▸ **WORK ORDER**
Stop after the line with "use crate::SharedState;"; until then, please copy every line of the records word for word from the first.

[Source records]

_ _ _ _

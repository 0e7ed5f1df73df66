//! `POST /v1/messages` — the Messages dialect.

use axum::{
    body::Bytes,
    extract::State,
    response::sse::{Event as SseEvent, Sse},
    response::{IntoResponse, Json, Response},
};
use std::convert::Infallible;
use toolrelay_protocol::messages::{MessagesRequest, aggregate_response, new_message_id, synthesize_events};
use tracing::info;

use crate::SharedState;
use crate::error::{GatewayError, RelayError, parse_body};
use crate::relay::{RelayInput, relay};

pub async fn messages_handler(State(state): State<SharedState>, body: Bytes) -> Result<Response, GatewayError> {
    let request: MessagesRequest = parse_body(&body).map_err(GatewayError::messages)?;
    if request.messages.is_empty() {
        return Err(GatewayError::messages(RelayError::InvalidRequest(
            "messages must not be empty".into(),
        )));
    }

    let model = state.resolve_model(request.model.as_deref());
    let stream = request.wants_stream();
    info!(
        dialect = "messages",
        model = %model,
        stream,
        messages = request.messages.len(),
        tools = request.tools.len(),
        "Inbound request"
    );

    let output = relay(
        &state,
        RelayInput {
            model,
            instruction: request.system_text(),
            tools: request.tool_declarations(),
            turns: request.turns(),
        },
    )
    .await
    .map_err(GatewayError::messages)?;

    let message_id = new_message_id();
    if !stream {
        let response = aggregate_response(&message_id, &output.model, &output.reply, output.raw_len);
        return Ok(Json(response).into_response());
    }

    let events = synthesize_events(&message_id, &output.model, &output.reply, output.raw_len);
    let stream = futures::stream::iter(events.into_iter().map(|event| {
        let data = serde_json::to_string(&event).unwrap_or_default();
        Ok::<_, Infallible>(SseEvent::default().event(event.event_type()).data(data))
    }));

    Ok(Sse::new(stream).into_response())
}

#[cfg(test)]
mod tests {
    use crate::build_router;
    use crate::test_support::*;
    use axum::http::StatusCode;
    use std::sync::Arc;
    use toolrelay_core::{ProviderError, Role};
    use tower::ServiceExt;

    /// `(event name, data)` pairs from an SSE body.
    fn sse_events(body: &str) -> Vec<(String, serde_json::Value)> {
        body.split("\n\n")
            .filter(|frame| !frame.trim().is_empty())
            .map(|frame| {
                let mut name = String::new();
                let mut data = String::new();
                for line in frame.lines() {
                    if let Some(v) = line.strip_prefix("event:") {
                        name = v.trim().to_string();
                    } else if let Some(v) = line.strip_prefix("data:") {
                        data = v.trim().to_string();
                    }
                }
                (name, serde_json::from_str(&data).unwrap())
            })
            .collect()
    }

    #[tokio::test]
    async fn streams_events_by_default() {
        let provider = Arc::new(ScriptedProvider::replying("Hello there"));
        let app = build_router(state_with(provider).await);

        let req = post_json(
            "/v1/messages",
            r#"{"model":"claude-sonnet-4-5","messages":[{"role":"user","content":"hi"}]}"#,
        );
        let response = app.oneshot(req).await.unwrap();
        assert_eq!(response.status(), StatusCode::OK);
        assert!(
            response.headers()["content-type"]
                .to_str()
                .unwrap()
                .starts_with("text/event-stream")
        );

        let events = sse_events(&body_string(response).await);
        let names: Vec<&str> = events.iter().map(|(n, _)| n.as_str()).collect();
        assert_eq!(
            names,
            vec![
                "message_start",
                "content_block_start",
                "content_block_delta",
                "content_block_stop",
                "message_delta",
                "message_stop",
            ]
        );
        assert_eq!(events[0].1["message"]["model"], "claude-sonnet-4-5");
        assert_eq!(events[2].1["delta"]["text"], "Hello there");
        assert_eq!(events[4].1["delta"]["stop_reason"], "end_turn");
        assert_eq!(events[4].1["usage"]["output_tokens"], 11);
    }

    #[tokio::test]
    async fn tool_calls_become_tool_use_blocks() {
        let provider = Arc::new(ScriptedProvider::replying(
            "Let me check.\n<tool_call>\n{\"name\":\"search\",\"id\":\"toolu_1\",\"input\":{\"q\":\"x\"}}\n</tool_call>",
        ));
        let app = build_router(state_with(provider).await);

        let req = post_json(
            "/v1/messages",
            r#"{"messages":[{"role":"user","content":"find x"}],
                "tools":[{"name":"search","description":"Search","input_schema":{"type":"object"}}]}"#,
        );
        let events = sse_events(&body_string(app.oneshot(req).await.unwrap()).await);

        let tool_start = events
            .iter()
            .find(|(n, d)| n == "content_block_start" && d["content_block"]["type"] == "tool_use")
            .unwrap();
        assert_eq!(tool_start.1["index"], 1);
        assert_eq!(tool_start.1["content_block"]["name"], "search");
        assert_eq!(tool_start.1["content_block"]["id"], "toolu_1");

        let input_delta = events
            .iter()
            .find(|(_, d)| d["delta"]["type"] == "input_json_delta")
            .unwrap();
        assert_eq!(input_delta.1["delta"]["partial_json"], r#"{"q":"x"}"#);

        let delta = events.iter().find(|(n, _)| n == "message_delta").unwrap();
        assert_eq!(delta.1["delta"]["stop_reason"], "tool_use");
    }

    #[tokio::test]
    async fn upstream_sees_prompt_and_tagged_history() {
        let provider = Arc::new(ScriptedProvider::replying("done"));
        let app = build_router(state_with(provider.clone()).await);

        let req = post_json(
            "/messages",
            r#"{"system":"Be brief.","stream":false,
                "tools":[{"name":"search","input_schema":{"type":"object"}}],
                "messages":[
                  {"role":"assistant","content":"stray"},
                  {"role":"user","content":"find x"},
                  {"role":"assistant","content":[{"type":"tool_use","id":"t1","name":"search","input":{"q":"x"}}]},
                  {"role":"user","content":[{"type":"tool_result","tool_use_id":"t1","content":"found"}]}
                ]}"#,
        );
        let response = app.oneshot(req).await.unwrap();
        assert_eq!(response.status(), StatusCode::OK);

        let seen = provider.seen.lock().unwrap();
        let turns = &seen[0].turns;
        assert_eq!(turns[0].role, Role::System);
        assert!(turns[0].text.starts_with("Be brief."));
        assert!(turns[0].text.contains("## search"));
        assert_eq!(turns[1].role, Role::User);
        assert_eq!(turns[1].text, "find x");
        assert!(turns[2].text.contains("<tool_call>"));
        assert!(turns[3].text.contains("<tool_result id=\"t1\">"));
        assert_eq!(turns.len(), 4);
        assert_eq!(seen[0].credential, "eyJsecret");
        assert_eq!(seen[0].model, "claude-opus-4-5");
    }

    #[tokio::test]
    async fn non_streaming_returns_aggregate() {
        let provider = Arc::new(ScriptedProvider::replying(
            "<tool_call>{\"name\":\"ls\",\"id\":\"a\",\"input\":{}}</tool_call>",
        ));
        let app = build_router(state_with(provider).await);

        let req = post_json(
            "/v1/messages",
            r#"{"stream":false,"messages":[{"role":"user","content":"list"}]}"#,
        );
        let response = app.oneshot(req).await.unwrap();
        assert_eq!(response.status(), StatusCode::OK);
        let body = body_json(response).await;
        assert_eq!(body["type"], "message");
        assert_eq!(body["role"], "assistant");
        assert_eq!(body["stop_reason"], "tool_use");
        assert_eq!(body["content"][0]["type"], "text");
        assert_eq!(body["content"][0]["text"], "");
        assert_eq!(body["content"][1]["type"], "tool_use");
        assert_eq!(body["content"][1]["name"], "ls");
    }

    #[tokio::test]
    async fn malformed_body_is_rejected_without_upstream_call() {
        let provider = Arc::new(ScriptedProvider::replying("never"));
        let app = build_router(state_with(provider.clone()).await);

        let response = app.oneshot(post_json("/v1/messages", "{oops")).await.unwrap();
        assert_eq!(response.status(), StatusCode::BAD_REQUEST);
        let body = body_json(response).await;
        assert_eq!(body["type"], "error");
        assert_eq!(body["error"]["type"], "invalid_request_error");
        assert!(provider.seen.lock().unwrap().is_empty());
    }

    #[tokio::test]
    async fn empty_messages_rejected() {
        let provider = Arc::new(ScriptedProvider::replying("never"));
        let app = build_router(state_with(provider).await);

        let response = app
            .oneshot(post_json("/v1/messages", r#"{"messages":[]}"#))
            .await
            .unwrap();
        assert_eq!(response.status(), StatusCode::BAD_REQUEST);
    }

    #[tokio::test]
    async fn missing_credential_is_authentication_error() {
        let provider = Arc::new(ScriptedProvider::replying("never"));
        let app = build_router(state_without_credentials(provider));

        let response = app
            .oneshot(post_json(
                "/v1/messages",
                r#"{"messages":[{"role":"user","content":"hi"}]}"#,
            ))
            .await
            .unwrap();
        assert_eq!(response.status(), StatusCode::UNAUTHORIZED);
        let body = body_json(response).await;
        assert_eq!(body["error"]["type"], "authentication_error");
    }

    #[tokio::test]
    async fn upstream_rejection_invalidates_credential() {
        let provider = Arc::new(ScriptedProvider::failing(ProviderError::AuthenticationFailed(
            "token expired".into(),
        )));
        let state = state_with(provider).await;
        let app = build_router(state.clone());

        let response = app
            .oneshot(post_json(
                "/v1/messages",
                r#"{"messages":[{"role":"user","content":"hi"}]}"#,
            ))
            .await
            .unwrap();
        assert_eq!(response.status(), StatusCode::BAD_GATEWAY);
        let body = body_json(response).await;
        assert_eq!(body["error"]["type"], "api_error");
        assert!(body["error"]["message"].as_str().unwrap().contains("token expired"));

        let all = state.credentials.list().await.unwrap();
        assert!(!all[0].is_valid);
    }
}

_ _ _ _

▸ **WRITTEN SOLUTION**
repository 0e7ed5f1df73df66
//! `POST /v1/messages` — the Messages dialect.

use axum::{
    body::Bytes,
    extract::State,
    response::sse::{Event as SseEvent, Sse},
    response::{IntoResponse, Json, Response},
};
use std::convert::Infallible;
use toolrelay_protocol::messages::{MessagesRequest, aggregate_response, new_message_id, synthesize_events};
use tracing::info;

use crate::SharedState;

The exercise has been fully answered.